Sabía que, para tener éxito en este umbral, debía rendir algo más grande que su propia voluntad, un sacrificio que el claro parecía demandar con su pulso vibrante. El bosque vibraba con esa verdad innegable, su energía latiendo a través de ella como un corazón antiguo y sabio. Su calor disolvía la armadura oculta que había llevado dentro durante años, despojándola de las capas que la habían protegido del dolor y la vulnerabilidad expuesta. Por primera vez en mucho tiempo, Serenya no supo si caminaba hacia el triunfo glorioso o el fracaso irrevocable.
La elección ya no le pertenecía del todo; la tierra había decidido por ella, su poder y sabiduría ancestrales guiándola hacia un destino que aún no podía ver con claridad, pero que sentía en cada fibra. La voz de Sira rompió la reverencia del momento, su tono suave un recordatorio vivo de su presencia eterna. —Quédate aquí —dijo, con palabras simples pero profundas como raíces—. Haz de este lugar tu bastión. Desde aquí, forja el futuro que deseas, pero solo si aceptas el precio que el manto exige ahora.
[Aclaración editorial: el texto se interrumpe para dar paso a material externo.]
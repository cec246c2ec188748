use std::path::PathBuf;

use clap::{Args, Parser, Subcommand};
use clap_num::maybe_hex;

use dvbtune::Delsys;

#[derive(Debug, Parser)]
#[clap(name = "dvbtune")]
#[clap(about = "dvbtune tunes Linux DVB adapters and records the transport stream. ", long_about = None)]
#[clap(author = "maleicacid")]
#[clap(version)]
pub(crate) struct Cli {
    /// Configuration file.{n}
    /// The `[dvb]` section of this TOML file provides the defaults
    /// for the adapter options.{n}
    /// If not specified, `dvbtune.toml` in the current directory is
    /// used when it exists.
    #[clap(short = 'f', long, global = true, value_name = "FILE")]
    pub config: Option<PathBuf>,

    /// Enable debug logging.
    #[clap(short, long, global = true)]
    pub verbose: bool,

    #[clap(subcommand)]
    pub command: Commands,
}

#[derive(Debug, Subcommand)]
pub(crate) enum Commands {
    /// Show the frontend of an adapter.{n}
    /// This subcommand opens the frontend and prints its name,
    /// type, limits and the delivery system guessed from it.
    Info {
        #[clap(flatten)]
        device: DeviceArgs,
    },
    /// Signal test.{n}
    /// This subcommand tunes the frontend and prints the signal
    /// strength, the signal to noise ratio and the lock status
    /// every second until interrupted.
    #[clap(name = "checksignal")]
    Checksignal {
        #[clap(flatten)]
        device: DeviceArgs,

        #[clap(flatten)]
        tuning: TuningArgs,
    },
    /// Tune and record.{n}
    /// This subcommand tunes the frontend, filters the requested
    /// PIDs and writes the transport stream to the output.
    Tune {
        #[clap(flatten)]
        device: DeviceArgs,

        #[clap(flatten)]
        tuning: TuningArgs,

        /// PIDs to filter, decimal or hexadecimal (`0x`).{n}
        /// May be repeated. Ignored in budget mode.
        #[clap(short, long = "pid", value_parser = maybe_hex::<u16>)]
        pids: Vec<u16>,

        /// The duration of the recording in seconds.{n}
        /// If the duration is not specified, 0.0 or negative,
        /// the recording will continue until the user stops it.
        #[clap(short, long, value_name = "seconds", allow_negative_numbers = true)]
        time: Option<f64>,

        /// The location of the output.{n}
        /// If '-' is specified, the recording will be redirected to
        /// stdout.
        #[clap(required = true)]
        output: String,
    },
}

/// Adapter selection. Unset options fall back to the configuration file
/// and the `DVBTUNE_*` environment variables.
#[derive(Debug, Args)]
pub(crate) struct DeviceArgs {
    /// Adapter number (`/dev/dvb/adapter<N>`).
    #[clap(short, long)]
    pub adapter: Option<u8>,

    /// Device number inside the adapter (`frontend<N>`, `demux<N>`...).
    #[clap(short, long)]
    pub device: Option<u8>,

    /// Capture the whole transport stream with a single filter.
    #[clap(long)]
    pub budget: bool,

    /// Add PIDs to one shared demultiplexer filter instead of
    /// opening one descriptor per PID.
    #[clap(long)]
    pub shared_filter: bool,
}

#[derive(Debug, Args)]
pub(crate) struct TuningArgs {
    /// Delivery system.{n}
    /// If none, the system is guessed from the frontend type.
    #[clap(value_enum, short = 's', long)]
    pub system: Option<Delsys>,

    /// Frequency in kHz.
    #[clap(long, required = true)]
    pub frequency: u32,

    /// Modulation (QPSK, 8PSK, 16QAM, 64QAM, 256QAM, 8VSB, QAM, ...).
    #[clap(short, long)]
    pub modulation: Option<String>,

    /// Symbol rate in symbols per second.
    #[clap(long, default_value_t = 0)]
    pub srate: u32,

    /// Inner (or high priority) FEC code rate, e.g. `3/4`.
    #[clap(long)]
    pub fec: Option<String>,

    /// Low priority FEC code rate (DVB-T).
    #[clap(long)]
    pub fec_lp: Option<String>,

    /// Bandwidth in MHz (DVB-T).
    #[clap(long, default_value_t = 8)]
    pub bandwidth: u32,

    /// Transmission mode 2, 4 or 8 (k), -1 for automatic (DVB-T).
    #[clap(long, default_value_t = -1, allow_negative_numbers = true)]
    pub transmission: i32,

    /// Guard interval, e.g. `1/8` (DVB-T).
    #[clap(long)]
    pub guard: Option<String>,

    /// Hierarchy 0, 1, 2 or 4, -1 for automatic (DVB-T).
    #[clap(long, default_value_t = -1, allow_negative_numbers = true)]
    pub hierarchy: i32,

    /// Pilot: 0 off, 1 on, -1 automatic (DVB-S2).
    #[clap(long, default_value_t = -1, allow_negative_numbers = true)]
    pub pilot: i32,

    /// Roll-off factor in percent: 20, 25 or 35 (DVB-S2).
    #[clap(long, default_value_t = 35)]
    pub rolloff: i32,

    /// Spectral inversion: 0 off, 1 on, -1 automatic.{n}
    /// If none, the inversion is left to the driver.
    #[clap(long, allow_negative_numbers = true)]
    pub inversion: Option<i32>,

    /// Polarization: H, V, L or R (satellite).
    #[clap(long)]
    pub polarization: Option<char>,

    /// LNB low oscillator in kHz.{n}
    /// If 0, the oscillators are chosen from the frequency band.
    #[clap(long, default_value_t = 0)]
    pub lnb_low: u32,

    /// LNB high oscillator in kHz.
    #[clap(long, default_value_t = 0)]
    pub lnb_high: u32,

    /// LNB switch frequency in kHz.
    #[clap(long, default_value_t = 11_700_000)]
    pub lnb_switch: u32,

    /// Enable high LNB voltage.
    #[clap(long)]
    pub high_voltage: bool,

    /// 22 kHz tone: 0 off, 1 on, -1 automatic.
    #[clap(long, allow_negative_numbers = true)]
    pub tone: Option<i32>,

    /// DiSEqC satellite number (1-4), 0 for none.
    #[clap(long)]
    pub satno: Option<u32>,
}
//! Session configuration.
//!
//! Values are layered: built-in defaults, then the `[dvb]` section of a TOML
//! file, then `DVBTUNE_*` environment variables, then command-line flags
//! (applied by the binary).

use std::io;
use std::path::{Path, PathBuf};
use std::time::Duration;

use log::{debug, warn};
use serde::Deserialize;
use thiserror::Error;

use crate::tuner::{FilterMode, ToneMode};

/// Default file looked up in the current directory.
pub const DEFAULT_CONFIG_FILE: &str = "dvbtune.toml";

const ENV_PREFIX: &str = "DVBTUNE_";

#[derive(Debug, Clone, PartialEq, Eq, Deserialize)]
#[serde(default)]
pub struct DvbConfig {
    pub adapter: u8,
    pub device: u8,
    /// Capture the whole transport stream; PID requests are ignored.
    pub budget: bool,
    /// Extend one demultiplexer filter instead of opening one per PID.
    pub shared_filter: bool,
    pub high_voltage: bool,
    /// 22 kHz tone: 0 off, 1 on, -1 automatic.
    pub tone: i32,
    /// DiSEqC satellite number, 0 for none.
    pub satno: u32,
    /// Demultiplexer buffer in bytes.
    pub buffer_size: u32,
    pub read_timeout_ms: u64,
}

impl Default for DvbConfig {
    fn default() -> Self {
        Self {
            adapter: 0,
            device: 0,
            budget: false,
            shared_filter: false,
            high_voltage: false,
            tone: -1,
            satno: 0,
            buffer_size: 1 << 20,
            read_timeout_ms: 500,
        }
    }
}

#[derive(Debug, Default, Deserialize)]
struct ConfigFile {
    #[serde(default)]
    dvb: DvbConfig,
}

#[derive(Debug, Error)]
pub enum ConfigError {
    #[error("cannot read {}: {source}", .path.display())]
    Io { path: PathBuf, source: io::Error },
    #[error("cannot parse {}: {source}", .path.display())]
    Parse {
        path: PathBuf,
        source: toml::de::Error,
    },
}

/// Parses the `[dvb]` section of a TOML document. Missing keys keep their
/// defaults.
pub fn from_toml(contents: &str) -> Result<DvbConfig, toml::de::Error> {
    let file: ConfigFile = toml::from_str(contents)?;
    Ok(file.dvb)
}

pub fn load_config(path: &Path) -> Result<DvbConfig, ConfigError> {
    let contents = std::fs::read_to_string(path).map_err(|source| ConfigError::Io {
        path: path.to_path_buf(),
        source,
    })?;
    let config = from_toml(&contents).map_err(|source| ConfigError::Parse {
        path: path.to_path_buf(),
        source,
    })?;
    debug!("configuration loaded from {}: {:?}", path.display(), config);
    Ok(config)
}

fn parse_bool(s: &str) -> Option<bool> {
    match s.to_lowercase().as_str() {
        "1" | "true" | "yes" | "on" => Some(true),
        "0" | "false" | "no" | "off" => Some(false),
        _ => None,
    }
}

fn set_parsed<T: std::str::FromStr>(key: &str, value: &str, slot: &mut T) {
    match value.trim().parse() {
        Ok(v) => *slot = v,
        Err(_) => warn!("ignoring {}{}: invalid value {:?}", ENV_PREFIX, key, value),
    }
}

fn set_bool(key: &str, value: &str, slot: &mut bool) {
    match parse_bool(value.trim()) {
        Some(v) => *slot = v,
        None => warn!("ignoring {}{}: invalid value {:?}", ENV_PREFIX, key, value),
    }
}

impl DvbConfig {
    /// Overrides fields from the process environment.
    pub fn apply_env(&mut self) {
        self.apply_vars(std::env::vars());
    }

    /// Overrides fields from `DVBTUNE_*` variables. Unknown variables are
    /// ignored, unparsable values are logged and ignored.
    pub fn apply_vars<I, K, V>(&mut self, vars: I)
    where
        I: IntoIterator<Item = (K, V)>,
        K: AsRef<str>,
        V: AsRef<str>,
    {
        for (key, value) in vars {
            let Some(key) = key.as_ref().strip_prefix(ENV_PREFIX) else {
                continue;
            };
            let value = value.as_ref();
            match key {
                "ADAPTER" => set_parsed(key, value, &mut self.adapter),
                "DEVICE" => set_parsed(key, value, &mut self.device),
                "BUDGET" => set_bool(key, value, &mut self.budget),
                "SHARED_FILTER" => set_bool(key, value, &mut self.shared_filter),
                "HIGH_VOLTAGE" => set_bool(key, value, &mut self.high_voltage),
                "TONE" => set_parsed(key, value, &mut self.tone),
                "SATNO" => set_parsed(key, value, &mut self.satno),
                _ => {}
            }
        }
    }

    pub fn filter_mode(&self) -> FilterMode {
        if self.budget {
            FilterMode::Budget
        } else if self.shared_filter {
            FilterMode::SharedFilter
        } else {
            FilterMode::PerPid
        }
    }

    pub fn tone_mode(&self) -> ToneMode {
        ToneMode::from_config(self.tone)
    }

    pub fn read_timeout(&self) -> Duration {
        Duration::from_millis(self.read_timeout_ms)
    }
}

#[cfg(test)]
mod tests {
    use super::*;

    #[test]
    fn test_defaults() {
        let config = DvbConfig::default();
        assert_eq!(config.filter_mode(), FilterMode::PerPid);
        assert_eq!(config.tone_mode(), ToneMode::Auto);
        assert_eq!(config.read_timeout(), Duration::from_millis(500));
        assert_eq!(config.buffer_size, 1 << 20);
    }

    #[test]
    fn test_from_toml() {
        let content = r#"
[dvb]
adapter = 2
budget = true
tone = 1
satno = 3

[other]
key = "value"
"#;
        let config = from_toml(content).unwrap();
        assert_eq!(config.adapter, 2);
        assert_eq!(config.device, 0);
        assert_eq!(config.filter_mode(), FilterMode::Budget);
        assert_eq!(config.tone_mode(), ToneMode::On);
        assert_eq!(config.satno, 3);

        assert_eq!(from_toml("").unwrap(), DvbConfig::default());
        assert!(from_toml("[dvb]\nadapter = 300").is_err());
    }

    #[test]
    fn test_apply_vars() {
        let mut config = DvbConfig::default();
        config.apply_vars([
            ("DVBTUNE_ADAPTER", "1"),
            ("DVBTUNE_DEVICE", " 2 "),
            ("DVBTUNE_SHARED_FILTER", "Yes"),
            ("DVBTUNE_HIGH_VOLTAGE", "on"),
            ("DVBTUNE_TONE", "0"),
            ("DVBTUNE_SATNO", "4"),
            ("HOME", "/root"),
        ]);
        assert_eq!(config.adapter, 1);
        assert_eq!(config.device, 2);
        assert_eq!(config.filter_mode(), FilterMode::SharedFilter);
        assert!(config.high_voltage);
        assert_eq!(config.tone_mode(), ToneMode::Off);
        assert_eq!(config.satno, 4);
    }

    #[test]
    fn test_invalid_vars_are_ignored() {
        let mut config = DvbConfig {
            adapter: 3,
            ..DvbConfig::default()
        };
        config.apply_vars([
            ("DVBTUNE_ADAPTER", "many"),
            ("DVBTUNE_BUDGET", "maybe"),
            ("DVBTUNE_SATNO", "-1"),
        ]);
        assert_eq!(config.adapter, 3);
        assert!(!config.budget);
        assert_eq!(config.satno, 0);
    }

    #[test]
    fn test_budget_wins_over_shared_filter() {
        let config = DvbConfig {
            budget: true,
            shared_filter: true,
            ..DvbConfig::default()
        };
        assert_eq!(config.filter_mode(), FilterMode::Budget);
    }

    #[test]
    fn test_load_missing_file() {
        let err = load_config(Path::new("/nonexistent/dvbtune.toml")).unwrap_err();
        assert!(matches!(err, ConfigError::Io { .. }));
    }
}
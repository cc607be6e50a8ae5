use thiserror::Error;

use crate::item::ItemId;

/// Errors from driving a [`DragSession`](crate::DragSession) out of order.
#[derive(Debug, Clone, PartialEq, Eq, Error)]
pub enum DragError {
    #[error("item {0} is not in the tree")]
    UnknownItem(ItemId),
    #[error("item {0} cannot be dragged")]
    DraggingDisabled(ItemId),
    #[error("a drag of {0} is already in progress")]
    AlreadyDragging(ItemId),
    #[error("no drag in progress")]
    NotDragging,
}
Sus palabras parecieron sellar el destino de Serenya mientras un nuevo capítulo se desplegaba en su vida, pero el claro pareció oscurecerse ligeramente, como si el bosque aguardara su respuesta con un aliento contenido. Las frases de Sira golpearon con precisión serena, suaves pero indiscutibles, como una brisa que arrastrara siglos de conocimiento acumulado. Por un instante, Serenya se sintió pequeña otra vez, una niña escuchando a una madre que siempre había conocido el camino oculto. La nostalgia y la añoranza la envolvieron como niebla.
Un temblor recorrió su cuerpo, no de miedo cobarde, sino de reconocimiento visceral: el de saberse vista y comprendida en lo más íntimo de su ser. Ante Sira, Serenya podía despojarse de su armadura emocional, mostrarse cruda y sin filtros ante esa mirada eterna. Y aun así, encontrar aceptación absoluta. Sintió una libertad y una ligereza que no sabía cuánto había necesitado durante su viaje hasta Tabore-Bane. Los ojos de la anciana contenían una comprensión profunda, un saber más allá de las palabras o los actos superficiales.
Sus raíces trascendían el tiempo y el espacio, ancladas en los orígenes de Ouralis. Serenya sintió la paz asentarse en ella por fin; una dicha templada, como un hogar largamente añorado que la abrazaba con calidez. Estaba en un santuario verdadero, donde al fin podía soltar sus cargas acumuladas y respirar libremente, pero el cuervo graznó de nuevo, recordándole que la paz era frágil y el manto aún pendía de un hilo.